### Action item
Where does the string "warn" appear in the records? Copy every line that contains it.

(Dataset records)
- - -

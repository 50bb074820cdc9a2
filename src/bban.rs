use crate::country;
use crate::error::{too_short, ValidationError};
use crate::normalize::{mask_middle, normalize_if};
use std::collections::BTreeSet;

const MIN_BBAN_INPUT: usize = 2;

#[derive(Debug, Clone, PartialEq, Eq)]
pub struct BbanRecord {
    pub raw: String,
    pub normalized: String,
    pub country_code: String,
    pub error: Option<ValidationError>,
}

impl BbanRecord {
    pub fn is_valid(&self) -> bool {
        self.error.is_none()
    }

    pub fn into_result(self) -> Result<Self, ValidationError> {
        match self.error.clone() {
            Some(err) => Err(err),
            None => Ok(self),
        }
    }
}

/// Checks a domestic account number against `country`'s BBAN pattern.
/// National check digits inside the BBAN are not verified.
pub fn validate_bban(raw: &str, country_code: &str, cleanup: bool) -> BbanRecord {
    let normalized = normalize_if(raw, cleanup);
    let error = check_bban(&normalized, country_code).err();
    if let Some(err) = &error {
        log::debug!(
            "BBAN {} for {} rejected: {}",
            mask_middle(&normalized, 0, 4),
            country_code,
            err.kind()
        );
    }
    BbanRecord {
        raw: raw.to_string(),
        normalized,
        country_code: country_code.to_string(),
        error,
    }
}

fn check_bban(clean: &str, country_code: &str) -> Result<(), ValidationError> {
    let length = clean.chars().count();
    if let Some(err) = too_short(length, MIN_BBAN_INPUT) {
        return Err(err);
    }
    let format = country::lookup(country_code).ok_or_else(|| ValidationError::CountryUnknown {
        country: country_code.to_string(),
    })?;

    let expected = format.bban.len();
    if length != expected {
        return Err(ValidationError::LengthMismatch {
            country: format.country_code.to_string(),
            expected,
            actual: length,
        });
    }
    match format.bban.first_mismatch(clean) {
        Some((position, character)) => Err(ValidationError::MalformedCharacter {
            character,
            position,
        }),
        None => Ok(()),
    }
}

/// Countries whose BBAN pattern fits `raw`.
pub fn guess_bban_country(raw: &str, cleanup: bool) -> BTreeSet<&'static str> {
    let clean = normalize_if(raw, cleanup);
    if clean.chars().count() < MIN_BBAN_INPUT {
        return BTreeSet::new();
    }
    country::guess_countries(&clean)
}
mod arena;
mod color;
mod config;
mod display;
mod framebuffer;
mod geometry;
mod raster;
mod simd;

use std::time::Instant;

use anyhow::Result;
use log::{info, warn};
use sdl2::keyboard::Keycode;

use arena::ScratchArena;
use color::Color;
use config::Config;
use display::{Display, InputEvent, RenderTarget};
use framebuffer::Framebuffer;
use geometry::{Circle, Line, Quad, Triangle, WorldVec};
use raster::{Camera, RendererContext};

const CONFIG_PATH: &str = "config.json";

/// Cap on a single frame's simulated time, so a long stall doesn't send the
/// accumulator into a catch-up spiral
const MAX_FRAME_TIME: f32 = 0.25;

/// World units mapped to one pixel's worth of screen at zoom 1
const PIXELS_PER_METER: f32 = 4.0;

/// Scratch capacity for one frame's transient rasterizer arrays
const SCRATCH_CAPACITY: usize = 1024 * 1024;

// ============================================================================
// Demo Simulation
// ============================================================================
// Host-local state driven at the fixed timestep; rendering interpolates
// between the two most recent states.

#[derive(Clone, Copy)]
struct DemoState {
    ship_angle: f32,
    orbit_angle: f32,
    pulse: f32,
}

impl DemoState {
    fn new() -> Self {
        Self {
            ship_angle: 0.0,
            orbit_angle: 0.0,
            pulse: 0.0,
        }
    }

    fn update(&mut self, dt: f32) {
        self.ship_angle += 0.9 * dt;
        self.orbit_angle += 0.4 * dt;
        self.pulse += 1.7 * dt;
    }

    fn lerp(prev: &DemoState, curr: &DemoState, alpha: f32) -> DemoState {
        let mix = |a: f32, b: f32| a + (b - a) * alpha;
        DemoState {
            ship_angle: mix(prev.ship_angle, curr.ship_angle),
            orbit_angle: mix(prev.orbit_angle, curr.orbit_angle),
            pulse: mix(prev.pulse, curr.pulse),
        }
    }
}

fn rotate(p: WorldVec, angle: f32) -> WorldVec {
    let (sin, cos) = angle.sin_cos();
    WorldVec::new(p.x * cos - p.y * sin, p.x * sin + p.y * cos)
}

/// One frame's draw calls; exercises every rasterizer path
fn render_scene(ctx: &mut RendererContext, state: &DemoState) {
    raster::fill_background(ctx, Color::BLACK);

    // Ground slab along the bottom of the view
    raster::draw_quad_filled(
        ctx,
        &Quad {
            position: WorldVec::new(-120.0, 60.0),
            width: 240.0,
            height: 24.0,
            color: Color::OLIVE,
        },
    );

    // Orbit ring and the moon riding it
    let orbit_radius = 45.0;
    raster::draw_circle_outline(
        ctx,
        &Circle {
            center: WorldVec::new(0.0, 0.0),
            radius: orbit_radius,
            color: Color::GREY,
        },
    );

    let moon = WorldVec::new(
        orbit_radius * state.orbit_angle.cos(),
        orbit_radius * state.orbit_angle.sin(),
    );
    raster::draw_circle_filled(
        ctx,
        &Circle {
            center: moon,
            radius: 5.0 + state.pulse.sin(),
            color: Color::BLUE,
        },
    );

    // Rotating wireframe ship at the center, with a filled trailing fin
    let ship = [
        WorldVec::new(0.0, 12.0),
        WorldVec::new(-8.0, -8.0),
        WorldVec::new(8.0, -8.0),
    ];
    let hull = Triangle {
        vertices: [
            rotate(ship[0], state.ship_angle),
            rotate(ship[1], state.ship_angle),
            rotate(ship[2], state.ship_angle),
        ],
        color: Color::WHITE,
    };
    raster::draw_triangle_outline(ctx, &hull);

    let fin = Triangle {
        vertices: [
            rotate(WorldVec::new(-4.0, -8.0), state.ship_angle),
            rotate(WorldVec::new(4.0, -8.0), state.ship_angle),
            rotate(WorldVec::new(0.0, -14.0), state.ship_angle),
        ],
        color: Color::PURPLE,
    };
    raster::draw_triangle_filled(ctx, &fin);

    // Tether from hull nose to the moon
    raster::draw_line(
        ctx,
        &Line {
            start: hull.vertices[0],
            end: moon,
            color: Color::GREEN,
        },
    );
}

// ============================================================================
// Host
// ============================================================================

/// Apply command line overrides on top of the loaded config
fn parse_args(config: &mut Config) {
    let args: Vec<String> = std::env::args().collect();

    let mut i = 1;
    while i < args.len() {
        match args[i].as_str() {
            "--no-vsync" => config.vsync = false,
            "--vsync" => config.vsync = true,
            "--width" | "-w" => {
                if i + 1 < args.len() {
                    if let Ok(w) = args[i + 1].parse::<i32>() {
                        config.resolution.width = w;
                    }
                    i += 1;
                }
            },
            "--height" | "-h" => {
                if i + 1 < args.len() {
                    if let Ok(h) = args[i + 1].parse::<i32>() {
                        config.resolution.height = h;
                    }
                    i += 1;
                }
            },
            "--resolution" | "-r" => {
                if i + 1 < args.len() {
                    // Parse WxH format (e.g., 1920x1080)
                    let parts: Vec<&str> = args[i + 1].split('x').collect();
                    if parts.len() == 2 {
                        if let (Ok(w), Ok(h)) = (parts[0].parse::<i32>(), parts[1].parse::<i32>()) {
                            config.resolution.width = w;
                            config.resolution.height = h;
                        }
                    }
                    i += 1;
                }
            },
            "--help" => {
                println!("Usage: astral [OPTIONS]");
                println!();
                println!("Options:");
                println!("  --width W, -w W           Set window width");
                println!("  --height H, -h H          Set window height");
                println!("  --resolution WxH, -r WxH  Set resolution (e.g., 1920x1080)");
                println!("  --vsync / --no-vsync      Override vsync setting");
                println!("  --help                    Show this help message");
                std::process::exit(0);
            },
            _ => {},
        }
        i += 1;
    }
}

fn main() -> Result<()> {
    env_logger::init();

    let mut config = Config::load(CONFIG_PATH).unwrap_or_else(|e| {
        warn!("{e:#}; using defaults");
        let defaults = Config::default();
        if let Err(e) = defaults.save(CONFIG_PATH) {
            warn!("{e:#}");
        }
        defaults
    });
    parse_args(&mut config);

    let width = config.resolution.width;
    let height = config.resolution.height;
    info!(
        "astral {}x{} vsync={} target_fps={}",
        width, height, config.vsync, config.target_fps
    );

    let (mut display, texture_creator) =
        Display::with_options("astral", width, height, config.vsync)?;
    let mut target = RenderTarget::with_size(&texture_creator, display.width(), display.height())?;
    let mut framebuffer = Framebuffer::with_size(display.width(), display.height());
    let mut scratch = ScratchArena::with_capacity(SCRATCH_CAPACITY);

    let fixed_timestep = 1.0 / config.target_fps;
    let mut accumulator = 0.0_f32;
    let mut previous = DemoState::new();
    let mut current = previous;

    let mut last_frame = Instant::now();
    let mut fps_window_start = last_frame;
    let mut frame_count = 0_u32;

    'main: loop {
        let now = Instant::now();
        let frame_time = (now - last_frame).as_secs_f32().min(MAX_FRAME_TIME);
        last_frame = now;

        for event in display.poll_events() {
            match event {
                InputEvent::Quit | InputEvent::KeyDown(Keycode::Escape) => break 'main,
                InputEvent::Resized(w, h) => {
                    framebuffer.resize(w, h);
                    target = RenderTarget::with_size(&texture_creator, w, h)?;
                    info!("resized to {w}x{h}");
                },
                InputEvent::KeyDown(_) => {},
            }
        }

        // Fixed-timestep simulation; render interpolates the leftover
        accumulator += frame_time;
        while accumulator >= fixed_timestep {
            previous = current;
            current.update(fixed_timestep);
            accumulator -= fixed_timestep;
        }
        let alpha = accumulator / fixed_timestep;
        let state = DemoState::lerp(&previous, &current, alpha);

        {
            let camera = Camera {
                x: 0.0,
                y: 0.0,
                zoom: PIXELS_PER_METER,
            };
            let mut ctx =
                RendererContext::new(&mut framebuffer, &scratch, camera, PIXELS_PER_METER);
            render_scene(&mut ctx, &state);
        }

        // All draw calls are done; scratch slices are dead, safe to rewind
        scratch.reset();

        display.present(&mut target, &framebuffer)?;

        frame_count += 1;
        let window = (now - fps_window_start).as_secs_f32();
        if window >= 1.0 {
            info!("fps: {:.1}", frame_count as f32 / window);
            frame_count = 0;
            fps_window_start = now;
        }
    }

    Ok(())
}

- - -

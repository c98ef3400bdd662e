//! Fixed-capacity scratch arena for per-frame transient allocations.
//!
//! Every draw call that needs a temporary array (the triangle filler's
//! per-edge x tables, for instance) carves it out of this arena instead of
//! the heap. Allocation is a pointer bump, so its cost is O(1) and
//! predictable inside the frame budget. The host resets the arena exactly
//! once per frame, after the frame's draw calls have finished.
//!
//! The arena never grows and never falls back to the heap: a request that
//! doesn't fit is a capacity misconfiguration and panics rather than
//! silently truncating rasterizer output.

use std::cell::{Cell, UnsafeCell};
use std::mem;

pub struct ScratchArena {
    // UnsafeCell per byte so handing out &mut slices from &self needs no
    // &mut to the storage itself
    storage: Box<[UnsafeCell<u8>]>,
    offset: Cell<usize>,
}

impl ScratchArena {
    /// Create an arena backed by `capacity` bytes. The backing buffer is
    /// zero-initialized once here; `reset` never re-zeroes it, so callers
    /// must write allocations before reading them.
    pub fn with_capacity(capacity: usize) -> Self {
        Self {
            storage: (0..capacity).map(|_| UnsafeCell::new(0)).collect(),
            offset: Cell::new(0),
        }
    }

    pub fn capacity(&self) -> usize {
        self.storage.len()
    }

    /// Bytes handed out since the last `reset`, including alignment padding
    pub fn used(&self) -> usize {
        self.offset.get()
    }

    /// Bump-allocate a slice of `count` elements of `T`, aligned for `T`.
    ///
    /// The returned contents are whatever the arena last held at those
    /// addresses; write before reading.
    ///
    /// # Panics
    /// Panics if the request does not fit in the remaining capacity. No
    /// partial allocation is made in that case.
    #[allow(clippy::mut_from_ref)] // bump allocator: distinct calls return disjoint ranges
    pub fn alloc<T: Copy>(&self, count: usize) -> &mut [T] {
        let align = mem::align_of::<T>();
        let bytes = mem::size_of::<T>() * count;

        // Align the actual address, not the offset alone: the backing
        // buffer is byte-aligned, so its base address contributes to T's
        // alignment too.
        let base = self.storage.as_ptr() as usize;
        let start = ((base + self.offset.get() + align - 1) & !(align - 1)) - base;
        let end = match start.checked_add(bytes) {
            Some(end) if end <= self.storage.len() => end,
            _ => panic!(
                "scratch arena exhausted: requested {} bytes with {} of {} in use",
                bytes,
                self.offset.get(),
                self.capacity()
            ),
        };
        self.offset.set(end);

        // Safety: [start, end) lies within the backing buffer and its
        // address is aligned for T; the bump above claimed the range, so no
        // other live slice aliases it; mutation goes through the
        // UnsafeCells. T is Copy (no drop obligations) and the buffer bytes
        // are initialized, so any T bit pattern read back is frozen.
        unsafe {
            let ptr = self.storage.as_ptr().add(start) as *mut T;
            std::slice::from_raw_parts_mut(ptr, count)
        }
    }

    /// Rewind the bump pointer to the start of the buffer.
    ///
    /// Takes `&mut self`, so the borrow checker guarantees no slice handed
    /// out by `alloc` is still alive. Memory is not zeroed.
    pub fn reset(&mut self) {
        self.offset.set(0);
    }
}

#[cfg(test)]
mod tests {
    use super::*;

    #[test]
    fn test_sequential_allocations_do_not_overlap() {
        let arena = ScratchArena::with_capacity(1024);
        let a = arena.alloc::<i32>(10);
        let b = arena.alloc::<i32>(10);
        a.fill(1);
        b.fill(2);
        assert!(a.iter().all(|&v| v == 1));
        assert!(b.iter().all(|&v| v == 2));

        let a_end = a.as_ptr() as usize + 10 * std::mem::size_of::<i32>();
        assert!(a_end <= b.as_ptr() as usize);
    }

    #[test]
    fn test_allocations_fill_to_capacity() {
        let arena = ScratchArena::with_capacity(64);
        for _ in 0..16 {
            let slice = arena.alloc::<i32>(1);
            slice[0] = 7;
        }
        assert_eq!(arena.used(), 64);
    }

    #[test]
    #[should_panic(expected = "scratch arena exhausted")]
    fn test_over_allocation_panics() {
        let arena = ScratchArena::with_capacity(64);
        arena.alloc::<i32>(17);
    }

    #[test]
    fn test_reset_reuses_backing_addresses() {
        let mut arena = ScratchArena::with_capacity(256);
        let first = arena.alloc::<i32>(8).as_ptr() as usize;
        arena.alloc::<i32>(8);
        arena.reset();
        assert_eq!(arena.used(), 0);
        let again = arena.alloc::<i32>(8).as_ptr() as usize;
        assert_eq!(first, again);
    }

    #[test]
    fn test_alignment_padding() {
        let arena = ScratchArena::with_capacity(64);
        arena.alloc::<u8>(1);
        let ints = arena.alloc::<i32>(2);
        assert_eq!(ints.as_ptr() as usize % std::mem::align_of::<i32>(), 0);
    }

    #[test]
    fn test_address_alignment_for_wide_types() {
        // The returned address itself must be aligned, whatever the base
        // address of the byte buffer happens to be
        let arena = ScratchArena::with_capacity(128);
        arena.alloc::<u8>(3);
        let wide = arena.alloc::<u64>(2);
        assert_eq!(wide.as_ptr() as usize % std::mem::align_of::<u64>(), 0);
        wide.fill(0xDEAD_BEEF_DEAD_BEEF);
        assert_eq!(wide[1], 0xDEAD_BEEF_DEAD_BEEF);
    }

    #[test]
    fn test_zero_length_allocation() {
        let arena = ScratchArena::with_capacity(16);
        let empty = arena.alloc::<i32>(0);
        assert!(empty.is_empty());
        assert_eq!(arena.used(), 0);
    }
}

- - -

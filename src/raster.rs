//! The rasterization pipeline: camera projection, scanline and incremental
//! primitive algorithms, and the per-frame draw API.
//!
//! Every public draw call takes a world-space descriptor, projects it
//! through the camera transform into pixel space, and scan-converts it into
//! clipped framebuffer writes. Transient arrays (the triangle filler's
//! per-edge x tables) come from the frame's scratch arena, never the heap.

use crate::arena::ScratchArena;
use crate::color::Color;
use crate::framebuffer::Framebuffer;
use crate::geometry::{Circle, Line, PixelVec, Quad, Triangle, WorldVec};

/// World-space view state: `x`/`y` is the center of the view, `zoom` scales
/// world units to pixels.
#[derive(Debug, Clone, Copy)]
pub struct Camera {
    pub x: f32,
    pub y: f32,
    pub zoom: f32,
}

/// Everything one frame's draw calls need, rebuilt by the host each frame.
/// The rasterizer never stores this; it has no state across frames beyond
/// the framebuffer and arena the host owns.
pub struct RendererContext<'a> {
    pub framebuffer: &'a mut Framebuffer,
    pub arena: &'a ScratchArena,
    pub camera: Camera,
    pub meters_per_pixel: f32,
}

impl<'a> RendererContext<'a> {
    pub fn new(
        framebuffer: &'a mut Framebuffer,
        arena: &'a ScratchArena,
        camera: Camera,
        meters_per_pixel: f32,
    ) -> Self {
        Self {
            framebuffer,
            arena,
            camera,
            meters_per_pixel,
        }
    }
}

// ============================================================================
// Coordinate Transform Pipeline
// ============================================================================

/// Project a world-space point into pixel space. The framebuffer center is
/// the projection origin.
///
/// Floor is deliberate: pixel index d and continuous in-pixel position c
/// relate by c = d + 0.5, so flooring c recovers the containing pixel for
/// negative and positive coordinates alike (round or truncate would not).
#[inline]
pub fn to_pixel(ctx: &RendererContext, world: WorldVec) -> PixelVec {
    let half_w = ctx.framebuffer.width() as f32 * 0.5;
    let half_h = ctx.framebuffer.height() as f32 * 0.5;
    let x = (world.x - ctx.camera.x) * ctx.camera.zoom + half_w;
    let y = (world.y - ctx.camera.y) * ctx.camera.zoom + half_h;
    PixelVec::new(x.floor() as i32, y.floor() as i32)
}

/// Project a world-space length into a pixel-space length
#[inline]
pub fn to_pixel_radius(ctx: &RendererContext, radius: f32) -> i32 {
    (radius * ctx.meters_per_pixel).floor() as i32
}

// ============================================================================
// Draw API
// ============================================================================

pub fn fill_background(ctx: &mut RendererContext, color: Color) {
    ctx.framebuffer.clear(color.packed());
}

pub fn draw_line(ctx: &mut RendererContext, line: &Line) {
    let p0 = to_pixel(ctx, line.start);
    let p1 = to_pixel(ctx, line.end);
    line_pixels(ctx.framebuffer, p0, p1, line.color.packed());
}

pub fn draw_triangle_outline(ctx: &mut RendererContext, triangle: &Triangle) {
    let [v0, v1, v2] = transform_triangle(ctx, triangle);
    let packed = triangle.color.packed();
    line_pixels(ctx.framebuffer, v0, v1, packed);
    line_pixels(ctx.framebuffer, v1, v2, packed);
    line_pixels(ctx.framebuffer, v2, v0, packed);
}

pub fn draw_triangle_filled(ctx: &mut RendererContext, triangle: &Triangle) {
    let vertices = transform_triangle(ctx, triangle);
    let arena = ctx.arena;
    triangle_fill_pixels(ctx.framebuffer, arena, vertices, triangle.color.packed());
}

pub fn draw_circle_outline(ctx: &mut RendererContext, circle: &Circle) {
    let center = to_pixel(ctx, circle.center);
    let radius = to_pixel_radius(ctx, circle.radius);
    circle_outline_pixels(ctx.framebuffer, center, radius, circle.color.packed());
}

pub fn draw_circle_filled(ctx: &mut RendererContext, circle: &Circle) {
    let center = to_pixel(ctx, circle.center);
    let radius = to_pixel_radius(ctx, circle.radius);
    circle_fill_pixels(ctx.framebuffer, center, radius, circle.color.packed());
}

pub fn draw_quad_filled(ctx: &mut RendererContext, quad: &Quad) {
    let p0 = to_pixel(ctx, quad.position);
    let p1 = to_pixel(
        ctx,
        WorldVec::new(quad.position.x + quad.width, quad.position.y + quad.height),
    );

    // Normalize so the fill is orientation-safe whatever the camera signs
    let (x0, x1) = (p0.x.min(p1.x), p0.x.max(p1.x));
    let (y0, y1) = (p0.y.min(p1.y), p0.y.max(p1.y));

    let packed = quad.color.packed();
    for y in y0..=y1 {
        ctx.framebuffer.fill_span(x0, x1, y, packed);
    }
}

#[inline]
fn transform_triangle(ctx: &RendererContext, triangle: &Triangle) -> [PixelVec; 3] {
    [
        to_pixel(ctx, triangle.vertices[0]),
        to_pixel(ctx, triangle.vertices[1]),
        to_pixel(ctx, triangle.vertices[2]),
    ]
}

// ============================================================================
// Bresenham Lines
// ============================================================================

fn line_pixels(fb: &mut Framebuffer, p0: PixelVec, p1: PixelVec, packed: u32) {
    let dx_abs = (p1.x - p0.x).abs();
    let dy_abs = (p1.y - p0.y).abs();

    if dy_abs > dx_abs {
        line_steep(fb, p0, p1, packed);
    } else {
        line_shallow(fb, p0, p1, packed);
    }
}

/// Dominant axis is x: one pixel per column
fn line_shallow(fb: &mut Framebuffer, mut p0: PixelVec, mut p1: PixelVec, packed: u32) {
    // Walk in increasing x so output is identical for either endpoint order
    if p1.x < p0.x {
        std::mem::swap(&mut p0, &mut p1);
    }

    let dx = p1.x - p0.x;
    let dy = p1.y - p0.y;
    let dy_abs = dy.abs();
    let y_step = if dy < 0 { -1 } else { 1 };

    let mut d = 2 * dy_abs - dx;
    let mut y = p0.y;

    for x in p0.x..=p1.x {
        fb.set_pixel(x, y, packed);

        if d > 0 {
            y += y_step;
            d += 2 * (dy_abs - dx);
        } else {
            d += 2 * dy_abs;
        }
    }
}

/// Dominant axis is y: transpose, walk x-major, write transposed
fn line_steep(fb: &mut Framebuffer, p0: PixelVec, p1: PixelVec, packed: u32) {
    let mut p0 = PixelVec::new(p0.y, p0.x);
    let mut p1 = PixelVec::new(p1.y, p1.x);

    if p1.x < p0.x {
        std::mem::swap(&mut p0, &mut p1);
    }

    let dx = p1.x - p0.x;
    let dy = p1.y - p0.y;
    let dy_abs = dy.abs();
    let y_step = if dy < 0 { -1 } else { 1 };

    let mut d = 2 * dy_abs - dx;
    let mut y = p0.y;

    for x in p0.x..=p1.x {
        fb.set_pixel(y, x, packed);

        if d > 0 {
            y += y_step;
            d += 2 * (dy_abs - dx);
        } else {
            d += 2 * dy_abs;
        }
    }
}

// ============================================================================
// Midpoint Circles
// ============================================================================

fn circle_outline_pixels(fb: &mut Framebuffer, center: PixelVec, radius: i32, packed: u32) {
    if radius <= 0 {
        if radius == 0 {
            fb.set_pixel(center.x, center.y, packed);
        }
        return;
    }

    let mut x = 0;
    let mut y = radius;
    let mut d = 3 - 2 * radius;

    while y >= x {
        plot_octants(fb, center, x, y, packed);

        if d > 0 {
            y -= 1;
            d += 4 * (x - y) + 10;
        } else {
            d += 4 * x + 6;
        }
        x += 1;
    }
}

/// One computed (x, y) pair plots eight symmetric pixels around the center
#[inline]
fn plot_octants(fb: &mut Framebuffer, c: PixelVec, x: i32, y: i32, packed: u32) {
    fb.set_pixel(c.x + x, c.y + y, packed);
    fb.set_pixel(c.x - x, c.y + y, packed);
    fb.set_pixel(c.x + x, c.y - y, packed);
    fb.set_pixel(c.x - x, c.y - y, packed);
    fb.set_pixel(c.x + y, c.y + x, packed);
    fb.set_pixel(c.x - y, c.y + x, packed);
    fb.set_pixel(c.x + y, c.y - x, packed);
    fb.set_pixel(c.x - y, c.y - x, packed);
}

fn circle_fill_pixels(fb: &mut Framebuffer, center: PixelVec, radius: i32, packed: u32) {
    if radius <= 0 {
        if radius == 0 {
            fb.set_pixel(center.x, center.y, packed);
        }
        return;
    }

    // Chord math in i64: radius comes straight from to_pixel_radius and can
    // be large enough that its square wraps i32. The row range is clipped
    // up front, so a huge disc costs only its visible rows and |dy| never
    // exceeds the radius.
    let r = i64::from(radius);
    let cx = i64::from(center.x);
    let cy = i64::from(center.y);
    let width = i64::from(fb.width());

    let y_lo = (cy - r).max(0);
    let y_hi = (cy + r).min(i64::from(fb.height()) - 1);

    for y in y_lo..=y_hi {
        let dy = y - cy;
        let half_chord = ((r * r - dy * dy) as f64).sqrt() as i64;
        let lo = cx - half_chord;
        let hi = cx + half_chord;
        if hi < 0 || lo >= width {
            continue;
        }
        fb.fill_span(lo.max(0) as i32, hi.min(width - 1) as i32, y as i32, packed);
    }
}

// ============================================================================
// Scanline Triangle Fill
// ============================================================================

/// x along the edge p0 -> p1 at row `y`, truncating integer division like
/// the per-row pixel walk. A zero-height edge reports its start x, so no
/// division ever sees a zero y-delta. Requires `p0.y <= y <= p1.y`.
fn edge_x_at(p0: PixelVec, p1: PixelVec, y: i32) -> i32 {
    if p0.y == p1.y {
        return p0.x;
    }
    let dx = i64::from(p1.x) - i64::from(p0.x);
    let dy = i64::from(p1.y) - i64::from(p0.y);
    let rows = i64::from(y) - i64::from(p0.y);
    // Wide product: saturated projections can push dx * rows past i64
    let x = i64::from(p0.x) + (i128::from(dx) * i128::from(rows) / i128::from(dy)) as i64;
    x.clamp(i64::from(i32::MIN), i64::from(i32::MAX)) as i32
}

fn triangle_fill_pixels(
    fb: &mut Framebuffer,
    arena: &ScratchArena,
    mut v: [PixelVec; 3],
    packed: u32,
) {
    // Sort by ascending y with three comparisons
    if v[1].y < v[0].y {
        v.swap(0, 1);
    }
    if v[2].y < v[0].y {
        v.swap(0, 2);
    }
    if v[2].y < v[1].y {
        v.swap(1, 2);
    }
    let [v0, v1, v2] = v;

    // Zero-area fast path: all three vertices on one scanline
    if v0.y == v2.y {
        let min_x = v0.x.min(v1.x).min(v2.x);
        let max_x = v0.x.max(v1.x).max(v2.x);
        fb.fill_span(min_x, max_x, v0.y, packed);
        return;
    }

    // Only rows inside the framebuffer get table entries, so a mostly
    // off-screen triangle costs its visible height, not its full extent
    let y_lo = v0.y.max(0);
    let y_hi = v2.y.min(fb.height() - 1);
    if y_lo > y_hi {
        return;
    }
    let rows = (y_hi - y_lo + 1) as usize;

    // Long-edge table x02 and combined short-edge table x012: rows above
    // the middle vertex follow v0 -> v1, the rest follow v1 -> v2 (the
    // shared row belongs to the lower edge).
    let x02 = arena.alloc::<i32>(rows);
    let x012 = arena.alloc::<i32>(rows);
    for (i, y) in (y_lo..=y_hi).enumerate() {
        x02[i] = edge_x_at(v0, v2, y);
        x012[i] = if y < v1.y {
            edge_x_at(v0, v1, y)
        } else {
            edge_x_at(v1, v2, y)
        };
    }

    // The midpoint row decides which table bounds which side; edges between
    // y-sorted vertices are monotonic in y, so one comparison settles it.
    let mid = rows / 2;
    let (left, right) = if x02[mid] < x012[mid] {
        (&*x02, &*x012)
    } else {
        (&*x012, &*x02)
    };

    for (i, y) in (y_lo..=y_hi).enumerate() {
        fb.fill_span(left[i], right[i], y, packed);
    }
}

- - -

### Your solution
use log::{info, warn};
        warn!("{e:#}; using defaults");
            warn!("{e:#}");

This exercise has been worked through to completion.